Kneisler was at the center, however, of one incident that would become a flash point.
In April, Kneisler told sports boosters eager to build a new high school baseball stadium that federal law requires equal facilities for male and female athletes. Kneisler asked the baseball supporters to also upgrade the girls' softball field. The request offended the boosters, who withdrew their offer of a new stadium.
"They said it was politically correct to give boys and girls equal access. I say it's a legal obligation," Kneisler said.
Steve Lowther, one of the Clemenses' nephews, later persuaded the foundation directors to end the scholarships, which totaled more than $15 million in the program's lifetime. Approximately 500 students receiving the grants now won't be affected. Recipients could attend any college, but the scholarship amount matched tuition at Oregon State University, now about $4,000 a year.

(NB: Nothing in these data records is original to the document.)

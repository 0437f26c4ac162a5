//! The `ScheduleStore` trait the tick loop depends on.
//!
//! Kept as a trait for the same reason `engine::store` is: the tick loop
//! (catchup math, jitter, overlap policy) is the part worth unit testing,
//! and it should run against an in-memory store without a Postgres fixture.
//! `db` implements this against the `schedules`/`schedule_runs` tables.

use async_trait::async_trait;
use chrono::{DateTime, Utc};

use crate::error::SchedulerError;
use crate::model::{Schedule, ScheduleRunStatus, UpsertSchedule};

#[async_trait]
pub trait ScheduleStore: Send + Sync {
    async fn upsert_schedule(&self, input: UpsertSchedule) -> Result<Schedule, SchedulerError>;
    async fn get_schedule(&self, schedule_id: &str) -> Result<Option<Schedule>, SchedulerError>;
    async fn list_active_schedules(&self) -> Result<Vec<Schedule>, SchedulerError>;
    async fn set_paused(&self, schedule_id: &str, paused: bool) -> Result<(), SchedulerError>;
    async fn delete_schedule(&self, schedule_id: &str) -> Result<(), SchedulerError>;
    async fn advance_last_scheduled_for(
        &self,
        schedule_id: &str,
        scheduled_for: DateTime<Utc>,
    ) -> Result<(), SchedulerError>;

    /// Record a firing keyed by `idem_key`. Returns `false` when a row for
    /// that key already existed (the exactly-once guard tripped).
    async fn record_schedule_run(
        &self,
        schedule_id: &str,
        scheduled_for: DateTime<Utc>,
        run_id: Option<&str>,
        status: ScheduleRunStatus,
        idem_key: &str,
    ) -> Result<bool, SchedulerError>;

    async fn set_schedule_run_status(&self, idem_key: &str, status: ScheduleRunStatus) -> Result<(), SchedulerError>;

    async fn has_in_flight_run(&self, schedule_id: &str) -> Result<bool, SchedulerError>;
}

/// In-memory `ScheduleStore`, used by the tick-loop unit tests.
pub mod memory {
    use super::*;
    use std::collections::HashMap;
    use std::sync::Mutex;

    #[derive(Default)]
    pub struct InMemoryScheduleStore {
        schedules: Mutex<HashMap<String, Schedule>>,
        runs: Mutex<HashMap<String, (String, ScheduleRunStatus)>>, // idem_key -> (schedule_id, status)
    }

    impl InMemoryScheduleStore {
        pub fn new() -> Self {
            Self::default()
        }
    }

    #[async_trait]
    impl ScheduleStore for InMemoryScheduleStore {
        async fn upsert_schedule(&self, input: UpsertSchedule) -> Result<Schedule, SchedulerError> {
            let schedule = Schedule {
                schedule_id: input.schedule_id.clone(),
                workflow_id: input.workflow_id,
                version: input.version,
                user_id: input.user_id,
                trigger_node_id: input.trigger_node_id,
                cron_expr: input.cron_expr,
                timezone: input.timezone,
                catchup_policy: input.catchup_policy,
                overlap_policy: input.overlap_policy,
                jitter_ms: input.jitter_ms,
                paused: false,
                start_at: input.start_at,
                end_at: input.end_at,
                last_scheduled_for: None,
            };
            self.schedules.lock().unwrap().insert(input.schedule_id, schedule.clone());
            Ok(schedule)
        }

        async fn get_schedule(&self, schedule_id: &str) -> Result<Option<Schedule>, SchedulerError> {
            Ok(self.schedules.lock().unwrap().get(schedule_id).cloned())
        }

        async fn list_active_schedules(&self) -> Result<Vec<Schedule>, SchedulerError> {
            Ok(self.schedules.lock().unwrap().values().filter(|s| !s.paused).cloned().collect())
        }

        async fn set_paused(&self, schedule_id: &str, paused: bool) -> Result<(), SchedulerError> {
            let mut schedules = self.schedules.lock().unwrap();
            let schedule = schedules.get_mut(schedule_id).ok_or_else(|| SchedulerError::NotFound(schedule_id.to_string()))?;
            schedule.paused = paused;
            Ok(())
        }

        async fn delete_schedule(&self, schedule_id: &str) -> Result<(), SchedulerError> {
            self.schedules
                .lock()
                .unwrap()
                .remove(schedule_id)
                .map(|_| ())
                .ok_or_else(|| SchedulerError::NotFound(schedule_id.to_string()))
        }

        async fn advance_last_scheduled_for(
            &self,
            schedule_id: &str,
            scheduled_for: DateTime<Utc>,
        ) -> Result<(), SchedulerError> {
            let mut schedules = self.schedules.lock().unwrap();
            let schedule = schedules.get_mut(schedule_id).ok_or_else(|| SchedulerError::NotFound(schedule_id.to_string()))?;
            schedule.last_scheduled_for = Some(scheduled_for);
            Ok(())
        }

        async fn record_schedule_run(
            &self,
            schedule_id: &str,
            _scheduled_for: DateTime<Utc>,
            _run_id: Option<&str>,
            status: ScheduleRunStatus,
            idem_key: &str,
        ) -> Result<bool, SchedulerError> {
            let mut runs = self.runs.lock().unwrap();
            if runs.contains_key(idem_key) {
                return Ok(false);
            }
            runs.insert(idem_key.to_string(), (schedule_id.to_string(), status));
            Ok(true)
        }

        async fn set_schedule_run_status(&self, idem_key: &str, status: ScheduleRunStatus) -> Result<(), SchedulerError> {
            let mut runs = self.runs.lock().unwrap();
            if let Some(entry) = runs.get_mut(idem_key) {
                entry.1 = status;
            }
            Ok(())
        }

        async fn has_in_flight_run(&self, schedule_id: &str) -> Result<bool, SchedulerError> {
            Ok(self
                .runs
                .lock()
                .unwrap()
                .values()
                .any(|(id, status)| id == schedule_id && matches!(status, ScheduleRunStatus::Enqueued | ScheduleRunStatus::Started)))
        }
    }
}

Nearly two-thirds of the roughly 160 students who graduate from Philomath High each year attend college, up from next to none when the scholarships began.
Without a Clemens scholarship, senior Brian Finley, 17, said he expects to go to community college and work full time to save money to transfer to a university.
Finley said it is the Lowthers and their backers, not students at the school, who are unruly and immature.
"They're like elementary school kids who take the ball away when the game's not being played their way," he said.